Arguably there are various reasons for terrorism attacks and hence each motive requires different approach to tackling terrorism. Some of the reasons include political conflict, religious clashes, gaining publicity and in some cases divine instruction to conduct terrorist attacks. (Victoroff, 2006). The terrorist believe that such motives justify their actions although many will agree that there is no justification to terrorism whichever way we look at it. For example the September 11 attack was fuelled by religious motives and political motives.
When governments or those in authority understand the motives behind terrorist attacks then they can forge on in their efforts to reduce these tensions and dissatisfactions in an intelligent way hence counter terrorism.
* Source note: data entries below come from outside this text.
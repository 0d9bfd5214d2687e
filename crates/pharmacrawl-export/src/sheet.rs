use pharmacrawl_core::{Record, SiteVariant};

use crate::ExportError;

/// One spreadsheet view over the record set.
#[derive(Debug, Clone, Copy, PartialEq, Eq, Default)]
pub enum Sheet {
    #[default]
    All,
    Medications,
    Care,
    Legacy,
}

impl Sheet {
    pub const ALL: [Sheet; 4] = [Sheet::All, Sheet::Medications, Sheet::Care, Sheet::Legacy];

    #[must_use]
    pub fn file_name(self) -> &'static str {
        match self {
            Sheet::All => "products.csv",
            Sheet::Medications => "products_medications.csv",
            Sheet::Care => "products_care.csv",
            Sheet::Legacy => "products_legacy.csv",
        }
    }

    /// Worksheet name inside the workbook.
    #[must_use]
    pub fn title(self) -> &'static str {
        match self {
            Sheet::All => "All Products",
            Sheet::Medications => "Medications",
            Sheet::Care => "Care Products",
            Sheet::Legacy => "Old Site Products",
        }
    }

    #[must_use]
    pub fn includes(self, record: &Record) -> bool {
        match self {
            Sheet::All => true,
            Sheet::Medications => record.is_medication(),
            Sheet::Care => record.is_care_product(),
            Sheet::Legacy => record.source == SiteVariant::Legacy,
        }
    }
}

impl std::str::FromStr for Sheet {
    type Err = ExportError;

    fn from_str(s: &str) -> Result<Self, Self::Err> {
        match s.trim().to_ascii_lowercase().as_str() {
            "" | "all" | "products" => Ok(Sheet::All),
            "medications" | "medication" => Ok(Sheet::Medications),
            "care" | "care-products" => Ok(Sheet::Care),
            "legacy" => Ok(Sheet::Legacy),
            other => Err(ExportError::UnknownSheet(other.to_string())),
        }
    }
}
It seems that counter terrorism is a tactic of warfare. These efforts are usually retaliation with equal or greater force as applied y terrorist in order to disempower them. Often than not counterterrorism efforts will include the military and the police force that wage war against these organizations. Although the idea is to fight crime, innocent civilians may suffer in the process. The role of due process in counter terrorism is that both parties feel that they are entitled to use force in fighting for their ideologies (political or otherwise). The victims feel a need to avenge wrongs and in effect the problem doubles in the long run. In fact one of the implications of characterizing terrorists as the enemy rather than mere criminals is that it breeds ground for war.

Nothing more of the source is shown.